General characteristics (as built)
- Class & type: Leninets-class submarine minelayer
- Displacement: 1,051 t (1,034 long tons) (surfaced); 1,327 t (1,306 long tons) (submerged);
- Length: 79 m (259 ft 2 in) (o/a)
- Beam: 7.3 m (23 ft 11 in)
- Draft: 4.1 m (13 ft 5 in) (mean)
- Installed power: 2,200 PS (1,600 kW) (diesels); 1,300 PS (960 kW) (electric);
- Propulsion: 2 shafts; diesel-electric; 2 × diesel engines; 2 × electric motors;
- Speed: 14 knots (26 km/h; 16 mph) (surfaced); 10 knots (19 km/h; 12 mph) (submerged);
- Range: 6,000 nmi (11,000 km; 6,900 mi) at 10 knots (19 km/h; 12 mph) (surfaced); 135 nmi (250 km; 155 mi) at 2.5 knots (4.6 km/h; 2.9 mph) (submerged);
- Test depth: 75 m (246 ft)
- Complement: 54
- Armament: 6 × bow 533 mm (21 in) torpedo tubes; 20 × mines; 1 × 100 mm (3.9 in) deck gun;

= Soviet submarine L-4 =

1931 Leninets-class submarine

L-4 was one of six Series II double-hulled Leninets or L-class minelayer submarines built for the Soviet Navy during the early 1930s. Commissioned in 1933 into the Black Sea Fleet, she was initially named Garibaldets but was later renamed L-4 when the navy decided to use alphanumeric names for submarines in 1934. The submarine was refitted when the Axis powers invaded the Soviet Union in June 1941 (Operation Barbarossa) and became operational two months later. L-4 was primarily used as a minelayer during the war, but did make seven supply runs to besieged Sevastopol in 1942. The boat was awarded the Order of the Red Banner later that year. Only one of her torpedo attacks was successful, damaging an oil tanker in 1944. After the war she was renamed B-34 in 1949 and became a training ship in 1953. The submarine was stricken from the navy list three years later and subsequently scrapped.
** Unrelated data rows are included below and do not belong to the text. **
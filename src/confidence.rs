use serde::{Deserialize, Serialize};

use crate::calibration::{Outcome, Prob3};
use crate::projection::{ForecastEngine, ProjectionRequest};

/// Goal-expectancy perturbations re-run through the whole pipeline.
pub const LAMBDA_SCALES: [f64; 2] = [0.9, 1.1];

#[derive(Debug, Clone, Copy, PartialEq, Serialize, Deserialize)]
pub struct ProbabilityInterval {
    pub low: f64,
    pub high: f64,
}

impl ProbabilityInterval {
    pub fn width(&self) -> f64 {
        self.high - self.low
    }

    pub fn contains(&self, p: f64) -> bool {
        self.low <= p && p <= self.high
    }
}

#[derive(Debug, Clone, Copy, PartialEq, Serialize, Deserialize)]
pub struct OutcomeIntervals {
    pub home: ProbabilityInterval,
    pub draw: ProbabilityInterval,
    pub away: ProbabilityInterval,
}

impl OutcomeIntervals {
    pub fn get(&self, outcome: Outcome) -> ProbabilityInterval {
        match outcome {
            Outcome::Home => self.home,
            Outcome::Draw => self.draw,
            Outcome::Away => self.away,
        }
    }
}

fn bracket(point: f64, scenarios: impl Iterator<Item = f64>) -> ProbabilityInterval {
    let (low, high) = scenarios
        .filter(|p| p.is_finite())
        .fold((point, point), |(lo, hi), p| (lo.min(p), hi.max(p)));
    ProbabilityInterval {
        low: low.clamp(0.0, 1.0),
        high: high.clamp(0.0, 1.0),
    }
}

/// Min/max per outcome over the point estimate and its scenarios.
pub fn interval_from_scenarios(point: Prob3, scenarios: &[Prob3]) -> OutcomeIntervals {
    OutcomeIntervals {
        home: bracket(point.home, scenarios.iter().map(|p| p.home)),
        draw: bracket(point.draw, scenarios.iter().map(|p| p.draw)),
        away: bracket(point.away, scenarios.iter().map(|p| p.away)),
    }
}

pub fn probability_confidence_interval(
    engine: &ForecastEngine,
    request: &ProjectionRequest,
) -> OutcomeIntervals {
    let point = engine.evaluate(request, 1.0).probabilities;
    let scenarios: Vec<Prob3> = LAMBDA_SCALES
        .iter()
        .map(|scale| engine.evaluate(request, *scale).probabilities)
        .collect();
    interval_from_scenarios(point, &scenarios)
}
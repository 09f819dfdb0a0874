use serde::{Deserialize, Serialize};

pub const REGULATION_MINUTES: u16 = 90;
pub const HALF_MINUTES: u16 = 45;

#[derive(Debug, Clone, Copy, PartialEq, Eq, Serialize, Deserialize)]
#[serde(rename_all = "snake_case")]
pub enum Side {
    Home,
    Away,
}

impl Side {
    pub fn opponent(self) -> Self {
        match self {
            Side::Home => Side::Away,
            Side::Away => Side::Home,
        }
    }
}

#[derive(Debug, Clone, Copy, PartialEq, Eq, Serialize, Deserialize)]
#[serde(rename_all = "snake_case")]
pub enum MatchPhase {
    PreMatch,
    FirstHalf,
    HalfTime,
    SecondHalf,
    Finished,
}

impl MatchPhase {
    pub fn is_live(self) -> bool {
        matches!(
            self,
            MatchPhase::FirstHalf | MatchPhase::HalfTime | MatchPhase::SecondHalf
        )
    }
}

#[derive(Debug, Clone, Copy, PartialEq, Eq, Serialize, Deserialize)]
#[serde(rename_all = "snake_case")]
pub enum EventKind {
    Goal,
    RedCard,
    Injury,
    #[serde(other)]
    Other,
}

#[derive(Debug, Clone, PartialEq, Serialize, Deserialize)]
pub struct MatchEvent {
    pub minute: u16,
    pub kind: EventKind,
    pub side: Side,
    #[serde(default)]
    pub description: String,
}

/// Provider statistic row; cells are raw strings such as `"58%"` or `"1.72"`.
#[derive(Debug, Clone, PartialEq, Serialize, Deserialize)]
pub struct StatRow {
    pub name: String,
    pub home: String,
    pub away: String,
}

#[derive(Debug, Clone, PartialEq, Serialize, Deserialize)]
pub struct LiveSnapshot {
    // Provider status code: NS, 1H, HT, 2H, LIVE, FT, AET, PEN...
    pub status: String,
    #[serde(default)]
    pub minute: u16,
    #[serde(default)]
    pub score_home: u8,
    #[serde(default)]
    pub score_away: u8,
    #[serde(default)]
    pub events: Vec<MatchEvent>,
    #[serde(default)]
    pub stats: Vec<StatRow>,
}

impl LiveSnapshot {
    pub fn phase(&self) -> MatchPhase {
        match self.status.trim().to_ascii_uppercase().as_str() {
            "" | "NS" | "TBD" | "PST" | "SCHEDULED" => MatchPhase::PreMatch,
            "1H" => MatchPhase::FirstHalf,
            "HT" => MatchPhase::HalfTime,
            "2H" | "ET" | "BT" | "P" => MatchPhase::SecondHalf,
            "FT" | "AET" | "PEN" | "FINISHED" | "ENDED" => MatchPhase::Finished,
            // Generic in-play codes: infer the half from the clock.
            _ => {
                if self.minute == 0 {
                    MatchPhase::PreMatch
                } else if self.minute < HALF_MINUTES {
                    MatchPhase::FirstHalf
                } else {
                    MatchPhase::SecondHalf
                }
            }
        }
    }

    /// Elapsed minute clamped to regulation time; half-time reads as 45.
    pub fn elapsed_minute(&self) -> u16 {
        match self.phase() {
            MatchPhase::PreMatch => 0,
            MatchPhase::HalfTime => HALF_MINUTES,
            MatchPhase::Finished => REGULATION_MINUTES,
            _ => self.minute.clamp(1, REGULATION_MINUTES),
        }
    }

    pub fn remaining_fraction(&self) -> f64 {
        let remaining = REGULATION_MINUTES.saturating_sub(self.elapsed_minute());
        remaining as f64 / REGULATION_MINUTES as f64
    }

    pub fn score_diff(&self) -> i32 {
        self.score_home as i32 - self.score_away as i32
    }

    pub fn count_events(&self, kind: EventKind, side: Side) -> u32 {
        self.events
            .iter()
            .filter(|e| e.kind == kind && e.side == side)
            .count() as u32
    }

    pub fn red_cards(&self, side: Side) -> u32 {
        self.count_events(EventKind::RedCard, side)
    }

    pub fn injuries(&self, side: Side) -> u32 {
        self.count_events(EventKind::Injury, side)
    }

    /// Goals per side scored up to and including `minute`.
    pub fn goals_until(&self, minute: u16) -> (u32, u32) {
        let mut home = 0;
        let mut away = 0;
        for e in self.events.iter().filter(|e| e.kind == EventKind::Goal && e.minute <= minute) {
            match e.side {
                Side::Home => home += 1,
                Side::Away => away += 1,
            }
        }
        (home, away)
    }

    pub fn stat_pair(&self, keys: &[&str]) -> Option<(f64, f64)> {
        extract_stat_f64(&self.stats, keys)
    }

    pub fn xg(&self) -> Option<(f64, f64)> {
        self.stat_pair(&["xg", "expected goals", "expected goals (xg)"])
    }

    pub fn shots_on_target(&self) -> Option<(f64, f64)> {
        self.stat_pair(&["shots on target", "shots on goal"])
    }

    /// Home share of attacking pressure in [0, 1]; 0.5 when no statistics are present.
    pub fn pressure_score(&self) -> f64 {
        let mut weighted = 0.0;
        let mut weight = 0.0;
        let mut blend = |pair: Option<(f64, f64)>, w: f64| {
            if let Some(s) = pair.and_then(|(h, a)| share(h, a)) {
                weighted += s * w;
                weight += w;
            }
        };
        blend(self.stat_pair(&["possession", "ball possession"]), 0.3);
        blend(self.stat_pair(&["total shots", "shots"]), 0.25);
        blend(self.shots_on_target(), 0.25);
        blend(self.stat_pair(&["corners", "corner kicks"]), 0.1);
        blend(self.xg(), 0.1);
        if weight <= 0.0 {
            return 0.5;
        }
        (weighted / weight).clamp(0.0, 1.0)
    }

    /// Combined attacking tempo in [0, 1], roughly shots and corners per minute.
    pub fn intensity_score(&self) -> f64 {
        let minute = self.elapsed_minute().max(1) as f64;
        let shots = self
            .stat_pair(&["total shots", "shots"])
            .map(|(h, a)| h + a)
            .unwrap_or(0.0);
        let corners = self
            .stat_pair(&["corners", "corner kicks"])
            .map(|(h, a)| h + a)
            .unwrap_or(0.0);
        // ~0.5 shots+corners a minute is a frantic game.
        ((shots + 0.5 * corners) / (minute * 0.5)).clamp(0.0, 1.0)
    }
}

fn share(home: f64, away: f64) -> Option<f64> {
    let total = home + away;
    (total > 0.0 && total.is_finite()).then(|| home / total)
}

pub fn extract_stat_f64(stats: &[StatRow], keys: &[&str]) -> Option<(f64, f64)> {
    let want = keys
        .iter()
        .map(|k| k.trim().to_lowercase())
        .collect::<Vec<_>>();
    for row in stats {
        let name = row.name.trim().to_lowercase();
        if !want.iter().any(|k| name == *k) {
            continue;
        }
        let h = parse_stat_cell(&row.home)?;
        let a = parse_stat_cell(&row.away)?;
        return Some((h, a));
    }
    None
}

pub fn parse_stat_cell(raw: &str) -> Option<f64> {
    let s = raw.trim();
    if s.is_empty() || s == "-" {
        return None;
    }
    // "5 (45%)" style cells keep the leading count.
    let s = s.split_whitespace().next().unwrap_or(s);
    let s = s.trim_end_matches('%').replace(',', "");
    s.parse::<f64>().ok().filter(|v| v.is_finite())
}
==Design and description==
The Soviet Navy decided in the early 1920s on a need for both patrol and minelaying submarines, with the latter derived from the former. Construction of the minelayers was postponed until the submarine design bureaus had time to learn the lessons from building the Dekabrist-class patrol submarines and the British submarine which had been salvaged in 1928. The boats displaced 1070 t surfaced and 1140 t submerged. They had an overall length of 79.93 m, a beam of 7.3 m, and a mean draft of 4.3 m. The boats had a diving depth of 75 m. Their crew numbered 53 officers and crewmen.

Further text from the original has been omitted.